Back in the day, women came from all over to consult Santa Clarita fertility specialist Dr. Edward Gilchrist. Many of them left his care happily pregnant, never dreaming that the father of the babies they carried was none other than the physician himself, who donated his own sperm rather than that of the handsome, athletic, disease-free men pictured in his scrapbook. When Alexandra Munsey’s son, Evan, is laid low by the kidney disease he’s inherited from his biological father and she returns to Gilchrist in search of the donor’s medical records, the roof begins to fall in on him. By the time it’s done falling, he’s serving a life sentence in Folsom Prison for commissioning the death of his wife, Dawn, the former nurse and sometime egg donor who’d turned on him.

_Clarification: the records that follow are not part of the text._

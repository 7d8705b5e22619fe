//! Admin login and bearer tokens.
//!
//! Tokens are compact HS256 JWTs carrying `sub`, `iat` and `exp`.

use crate::config::AuthSettings;
use crate::error::{HelperError, Result};
use base64::engine::general_purpose::URL_SAFE_NO_PAD;
use base64::Engine as _;
use chrono::{DateTime, Duration, Utc};
use hmac::{Hmac, Mac};
use serde::{Deserialize, Serialize};
use sha2::Sha256;
use tracing::{debug, warn};

type HmacSha256 = Hmac<Sha256>;

/// Encoded `{"alg":"HS256","typ":"JWT"}`.
const HEADER: &str = "eyJhbGciOiJIUzI1NiIsInR5cCI6IkpXVCJ9";

/// Body returned by a successful login.
#[derive(Debug, Clone, Serialize, Deserialize)]
pub struct TokenResponse {
    pub access_token: String,
    pub token_type: String,
}

/// Token payload.
#[derive(Debug, Clone, PartialEq, Eq, Serialize, Deserialize)]
pub struct Claims {
    pub sub: String,
    pub iat: i64,
    pub exp: i64,
}

#[derive(Deserialize)]
struct TokenHeader {
    alg: String,
}

/// Checks the single admin credential and signs/verifies tokens.
pub struct AuthService {
    username: String,
    password: String,
    secret: Vec<u8>,
    lifetime: Duration,
}

impl AuthService {
    pub fn new(settings: &AuthSettings) -> Self {
        if settings.uses_default_secrets() {
            warn!("Admin password or signing secret is the built-in default; set ADMIN_PASSWORD and SECRET_KEY");
        }
        Self {
            username: settings.admin_username.clone(),
            password: settings.admin_password.clone(),
            secret: settings.secret_key.as_bytes().to_vec(),
            lifetime: Duration::minutes(settings.token_minutes.max(1)),
        }
    }

    /// Exchange the admin credential for a bearer token.
    pub fn login(&self, username: &str, password: &str) -> Result<TokenResponse> {
        if username != self.username || password != self.password {
            debug!("Rejected login for '{}'", username);
            return Err(HelperError::Unauthorized("Incorrect username or password".to_string()));
        }
        Ok(TokenResponse {
            access_token: self.issue_at(&self.username, Utc::now())?,
            token_type: "bearer".to_string(),
        })
    }

    fn issue_at(&self, subject: &str, now: DateTime<Utc>) -> Result<String> {
        let claims = Claims {
            sub: subject.to_string(),
            iat: now.timestamp(),
            exp: (now + self.lifetime).timestamp(),
        };
        let payload = URL_SAFE_NO_PAD.encode(serde_json::to_vec(&claims)?);
        let signing_input = format!("{}.{}", HEADER, payload);
        let signature = URL_SAFE_NO_PAD.encode(self.mac(&signing_input).finalize().into_bytes());
        Ok(format!("{}.{}", signing_input, signature))
    }

    fn mac(&self, signing_input: &str) -> HmacSha256 {
        let mut mac = HmacSha256::new_from_slice(&self.secret).expect("HMAC can take key of any size");
        mac.update(signing_input.as_bytes());
        mac
    }

    /// Verify signature, expiry and that the subject is the admin.
    pub fn verify(&self, token: &str) -> Result<Claims> {
        let invalid = || HelperError::Unauthorized("Invalid token".to_string());

        let (signing_input, signature) = token.rsplit_once('.').ok_or_else(invalid)?;
        let (header, payload) = signing_input.split_once('.').ok_or_else(invalid)?;
        if payload.contains('.') {
            return Err(invalid());
        }

        let header: TokenHeader = URL_SAFE_NO_PAD
            .decode(header)
            .ok()
            .and_then(|bytes| serde_json::from_slice(&bytes).ok())
            .ok_or_else(invalid)?;
        if header.alg != "HS256" {
            return Err(invalid());
        }

        let signature = URL_SAFE_NO_PAD.decode(signature).map_err(|_| invalid())?;
        self.mac(signing_input)
            .verify_slice(&signature)
            .map_err(|_| invalid())?;

        let claims: Claims = URL_SAFE_NO_PAD
            .decode(payload)
            .ok()
            .and_then(|bytes| serde_json::from_slice(&bytes).ok())
            .ok_or_else(invalid)?;

        if claims.exp <= Utc::now().timestamp() {
            return Err(invalid());
        }
        if claims.sub != self.username {
            return Err(HelperError::Unauthorized("Invalid token subject".to_string()));
        }
        Ok(claims)
    }

    /// Validate an `Authorization` header value.
    pub fn authorize_header(&self, header: Option<&str>) -> Result<Claims> {
        let header = header.ok_or_else(|| HelperError::Unauthorized("Missing Authorization header".to_string()))?;
        match header.split_once(' ') {
            Some((scheme, token)) if scheme.eq_ignore_ascii_case("bearer") && !token.trim().is_empty() => {
                self.verify(token.trim())
            }
            _ => Err(HelperError::Unauthorized("Invalid Authorization header".to_string())),
        }
    }
}
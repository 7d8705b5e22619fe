//! Configuration module for Campus Helper.
//!
//! Handles loading and managing application settings and prompt templates.

mod prompts;
mod settings;

pub use prompts::{Prompts, RagPrompts};
pub use settings::{
    AuthSettings, BotSettings, DocumentSettings, EmbeddingSettings, EventSettings,
    GeneralSettings, IndexSettings, PromptSettings, ProviderSettings, RagSettings,
    ServerSettings, Settings, WatcherSettings,
};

With nothing left to lose, Gilchrist tattoos himself with the initials of five people he blames for his fall: Dawn; Leo Manuel Aurelio, the hit man he’d hired to dispose of her; Kaitlyn Todd, the nurse/receptionist who took Dawn’s place; Alex Munsey, whose search for records upset his apple cart; and Ali Reynolds, the TV reporter who’d helped put Alex in touch with the dozen other women who formed the Progeny Project because their children looked just like hers. No matter that Ali’s been out of both California and the news business for years; Gilchrist and his enablers know that revenge can’t possibly be served too cold. Wonder how far down that list they’ll get before Ali, aided once more by Frigg, the methodical but loose-cannon AI first introduced in Duel to the Death (2018), turns on them?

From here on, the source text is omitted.